Ruthwell is a village and parish on the Solway Firth between Dumfries and Annan in Dumfries and Galloway, Scotland. In 2022 the combined population of Ruthwell and nearby Clarencefield was 400.

Thomas Randolph, Earl of Moray, gave Ruthwell to his nephew, Sir William Murray, confirmed to Sir John Murray, of Cockpool, in 1509 by King James VI. He was later given the title Earl of Annandale: their landownings in Ruthwell passed by inheritance to Lord Stormont in 1658, and after 1792 to the Earls of Mansfield.

Ruthwell's most famous inhabitant was the Rev. Henry Duncan. He was a minister, author, antiquarian, geologist, publisher, philanthropist, artist and businessman. In 1810 Dr Duncan opened the world's first commercial savings bank, Ruthwell Savings Bank, paying interest on its investors' modest savings. The Henry Duncan Savings Bank Museum tells the story of early home savings in Britain. The museum is on the site of the Ruthwell Savings Bank.

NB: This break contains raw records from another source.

//! HTTP route tests
//!
//! Exercise the plugin router in-process: the list endpoint, plugin file
//! serving from both roots, and cache headers per reload mode.

#![cfg(feature = "http-server")]

use std::fs;
use std::path::{Path, PathBuf};
use std::sync::Arc;

use axum::{
    Router,
    body::{Body, to_bytes},
    http::{HeaderMap, Request, StatusCode, header},
};
use pluginwatch::http::plugin_router;
use pluginwatch::{ChangeSignal, DiscoveryConfig, PluginListCache, PluginRoot, ReloadMode};
use tempfile::TempDir;
use tower::ServiceExt;

fn write_plugin(root: &Path, name: &str) {
    let dir = root.join(name);
    fs::create_dir_all(&dir).unwrap();
    fs::write(dir.join("main.js"), format!("// {name}")).unwrap();
    fs::write(dir.join("package.json"), "{}").unwrap();
}

struct Fixture {
    _temp: TempDir,
    user_dir: PathBuf,
    static_dir: PathBuf,
    signal: Arc<ChangeSignal>,
    router: Router,
}

fn fixture(mode: ReloadMode, with_static: bool) -> Fixture {
    let temp = TempDir::new().unwrap();
    let user_dir = temp.path().join("plugins");
    let static_dir = temp.path().join("static-plugins");
    write_plugin(&user_dir, "foo");
    write_plugin(&static_dir, "core");

    let mut config =
        DiscoveryConfig::new(PluginRoot::new(&user_dir, "/base/plugins")).with_mode(mode);
    if with_static {
        config = config.with_static_root(PluginRoot::new(&static_dir, "/base/static-plugins"));
    }

    let signal = Arc::new(ChangeSignal::new());
    let cache = Arc::new(PluginListCache::new(config, signal.clone()));

    Fixture {
        _temp: temp,
        user_dir,
        static_dir,
        signal,
        router: plugin_router(cache),
    }
}

async fn get(router: &Router, uri: &str) -> (StatusCode, HeaderMap, Vec<u8>) {
    let response = router
        .clone()
        .oneshot(Request::builder().uri(uri).body(Body::empty()).unwrap())
        .await
        .unwrap();
    let status = response.status();
    let headers = response.headers().clone();
    let body = to_bytes(response.into_body(), usize::MAX).await.unwrap();
    (status, headers, body.to_vec())
}

async fn get_list(router: &Router) -> Vec<String> {
    let (status, headers, body) = get(router, "/base/plugins").await;
    assert_eq!(status, StatusCode::OK);
    assert_eq!(
        headers.get(header::CONTENT_TYPE).unwrap(),
        "application/json"
    );
    serde_json::from_slice(&body).unwrap()
}

#[tokio::test]
async fn test_list_static_before_user() {
    let fx = fixture(ReloadMode::Dynamic, true);

    assert_eq!(
        get_list(&fx.router).await,
        vec!["/base/static-plugins/core", "/base/plugins/foo"]
    );
}

#[tokio::test]
async fn test_empty_list_is_json_array() {
    let fx = fixture(ReloadMode::Dynamic, false);
    fs::remove_dir_all(&fx.user_dir).unwrap();
    fx.signal.raise();

    let (status, _, body) = get(&fx.router, "/base/plugins").await;
    assert_eq!(status, StatusCode::OK);
    assert_eq!(body, b"[]");
}

#[tokio::test]
async fn test_dynamic_list_reloads_on_signal() {
    let fx = fixture(ReloadMode::Dynamic, false);
    assert_eq!(get_list(&fx.router).await, vec!["/base/plugins/foo"]);

    write_plugin(&fx.user_dir, "zed");
    fx.signal.raise();

    assert_eq!(
        get_list(&fx.router).await,
        vec!["/base/plugins/foo", "/base/plugins/zed"]
    );
}

#[tokio::test]
async fn test_frozen_list_never_changes() {
    let fx = fixture(ReloadMode::Frozen, false);

    write_plugin(&fx.user_dir, "zed");
    fs::remove_dir_all(fx.user_dir.join("foo")).unwrap();
    fx.signal.raise();

    assert_eq!(get_list(&fx.router).await, vec!["/base/plugins/foo"]);
    assert_eq!(get_list(&fx.router).await, vec!["/base/plugins/foo"]);
}

#[tokio::test]
async fn test_user_plugin_files_are_not_cached_in_dynamic_mode() {
    let fx = fixture(ReloadMode::Dynamic, false);

    let (status, headers, body) = get(&fx.router, "/base/plugins/foo/main.js").await;
    assert_eq!(status, StatusCode::OK);
    assert_eq!(body, b"// foo");
    assert_eq!(
        headers.get(header::CACHE_CONTROL).unwrap(),
        "no-cache, no-store, must-revalidate"
    );
    assert_eq!(headers.get(header::PRAGMA).unwrap(), "no-cache");
    assert_eq!(headers.get(header::EXPIRES).unwrap(), "0");
}

#[tokio::test]
async fn test_user_plugin_files_cacheable_in_frozen_mode() {
    let fx = fixture(ReloadMode::Frozen, false);

    let (status, headers, body) = get(&fx.router, "/base/plugins/foo/main.js").await;
    assert_eq!(status, StatusCode::OK);
    assert_eq!(body, b"// foo");
    assert!(headers.get(header::CACHE_CONTROL).is_none());
    assert!(headers.get(header::PRAGMA).is_none());
}

#[tokio::test]
async fn test_static_plugin_files() {
    let fx = fixture(ReloadMode::Dynamic, true);
    fs::write(fx.static_dir.join("core/extra.js"), "extra").unwrap();

    let (status, headers, body) = get(&fx.router, "/base/static-plugins/core/extra.js").await;
    assert_eq!(status, StatusCode::OK);
    assert_eq!(body, b"extra");
    assert!(headers.get(header::CACHE_CONTROL).is_none());
}

#[tokio::test]
async fn test_static_route_absent_without_static_dir() {
    let fx = fixture(ReloadMode::Dynamic, false);

    let (status, _, _) = get(&fx.router, "/base/static-plugins/core/main.js").await;
    assert_eq!(status, StatusCode::NOT_FOUND);
}

#[tokio::test]
async fn test_missing_plugin_file_is_404() {
    let fx = fixture(ReloadMode::Dynamic, false);

    let (status, _, _) = get(&fx.router, "/base/plugins/foo/nope.js").await;
    assert_eq!(status, StatusCode::NOT_FOUND);
}

#[tokio::test]
async fn test_parent_segments_do_not_escape_root() {
    let fx = fixture(ReloadMode::Dynamic, true);

    let (status, _, body) = get(&fx.router, "/base/plugins/../static-plugins/core/main.js").await;
    assert_ne!(status, StatusCode::OK);
    assert_ne!(body, b"// core");
}
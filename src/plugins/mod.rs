//! Plugin discovery and the cached plugin list served over HTTP.

mod cache;
mod discovery;
mod error;

pub use cache::{CacheState, PluginListCache};
pub use discovery::{
    DiscoveryConfig, PluginRoot, ReloadMode, Validation, list_base_paths, validate,
};
pub use error::{DiscoveryError, DiscoveryResult};
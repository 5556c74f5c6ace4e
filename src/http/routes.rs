//! Plugin routes.
//!
//! - `GET <user url base>` returns the JSON list of plugin base paths.
//! - `GET <user url base>/{*path}` serves files from the user plugin directory.
//! - `GET <static url base>/{*path}` serves files from the static plugin directory,
//!   mounted only when one is configured.
//!
//! The URL bases come from the cache's [`DiscoveryConfig`], so the list and
//! the files it points at can never disagree on where plugins live.
//!
//! [`DiscoveryConfig`]: crate::plugins::DiscoveryConfig

use std::convert::Infallible;
use std::path::PathBuf;
use std::sync::Arc;

use axum::Json;
use axum::Router;
use axum::extract::{Request, State};
use axum::http::{HeaderValue, StatusCode, Uri, header};
use axum::response::{IntoResponse, Response};
use axum::routing::get;
use tower::ServiceExt;
use tower_http::services::ServeDir;

use crate::plugins::{PluginListCache, PluginRoot};

/// Files under one plugin root, served below `prefix`.
#[derive(Debug)]
struct PluginFiles {
    dir: PathBuf,
    prefix: String,
    no_cache: bool,
}

impl PluginFiles {
    fn new(root: &PluginRoot, no_cache: bool) -> Self {
        Self {
            dir: root.dir.clone(),
            prefix: route_prefix(&root.url_base),
            no_cache,
        }
    }
}

/// Build the router for the plugin list and plugin files.
pub fn plugin_router(cache: Arc<PluginListCache>) -> Router {
    let config = cache.config();
    let dynamic = config.mode.is_dynamic();

    let user_files = Arc::new(PluginFiles::new(&config.user_root, dynamic));
    let list_path = if user_files.prefix.is_empty() {
        "/".to_string()
    } else {
        user_files.prefix.clone()
    };
    let user_path = format!("{}/{{*path}}", user_files.prefix);

    let mut router = Router::new()
        .route(&list_path, get(list_plugins))
        .route(
            &user_path,
            get(move |req: Request| serve_files(user_files.clone(), req)),
        );

    if let Some(static_root) = &config.static_root {
        let static_files = Arc::new(PluginFiles::new(static_root, false));
        let static_path = format!("{}/{{*path}}", static_files.prefix);
        router = router.route(
            &static_path,
            get(move |req: Request| serve_files(static_files.clone(), req)),
        );
    }

    router.with_state(cache)
}

/// `GET /plugins`: the current plugin base paths, always a JSON array.
async fn list_plugins(State(cache): State<Arc<PluginListCache>>) -> Json<Vec<String>> {
    // A stale cache recomputes from disk; keep that off the async workers.
    match tokio::task::spawn_blocking(move || cache.current()).await {
        Ok(list) => Json(list.to_vec()),
        Err(e) => {
            tracing::error!("[http] plugin list task failed: {e}");
            Json(Vec::new())
        }
    }
}

/// Strip the route prefix and hand the rest to a directory file server.
async fn serve_files(files: Arc<PluginFiles>, mut req: Request) -> Response {
    let path = req.uri().path();
    let rest = path.strip_prefix(files.prefix.as_str()).unwrap_or(path);
    let rest = if rest.is_empty() { "/" } else { rest };

    let uri = match Uri::try_from(rest) {
        Ok(uri) => uri,
        Err(e) => {
            crate::debug_event!("http", "bad plugin path", "{rest}: {e}");
            return StatusCode::BAD_REQUEST.into_response();
        }
    };
    *req.uri_mut() = uri;

    let result: Result<_, Infallible> = ServeDir::new(&files.dir).oneshot(req).await;
    let mut response = match result {
        Ok(response) => response.into_response(),
        Err(never) => match never {},
    };

    if files.no_cache {
        let headers = response.headers_mut();
        headers.insert(
            header::CACHE_CONTROL,
            HeaderValue::from_static("no-cache, no-store, must-revalidate"),
        );
        headers.insert(header::PRAGMA, HeaderValue::from_static("no-cache"));
        headers.insert(header::EXPIRES, HeaderValue::from_static("0"));
    }

    response
}

/// Leading slash, no trailing slash; empty for the root.
fn route_prefix(url_base: &str) -> String {
    let trimmed = url_base.trim_matches('/');
    if trimmed.is_empty() {
        String::new()
    } else {
        format!("/{trimmed}")
    }
}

In 1818, Duncan restored the Ruthwell Cross, one of the finest Anglo-Saxon crosses in the United Kingdom, now in Ruthwell church, which had been broken up in the Scottish Reformation. This cross is remarkable for its sculpture and inscriptions in Latin and Old English, some in Anglo-Saxon runes, which include excerpts from The Dream of the Rood, an Old English poem. After the Disruption of 1843 in the Church of Scotland, Dr. Duncan became one of the founding ministers of the Free Church of Scotland.

During his youth, Robert Murray M'Cheyne spent summer holidays at Clarence Cottage in the hamlet of Clarencefield near Ruthwell, the home of his maternal aunt. During these visits he would often call to see "Uncle" Henry Duncan at the manse. M'Cheyne's parents were born in this part of Scotland.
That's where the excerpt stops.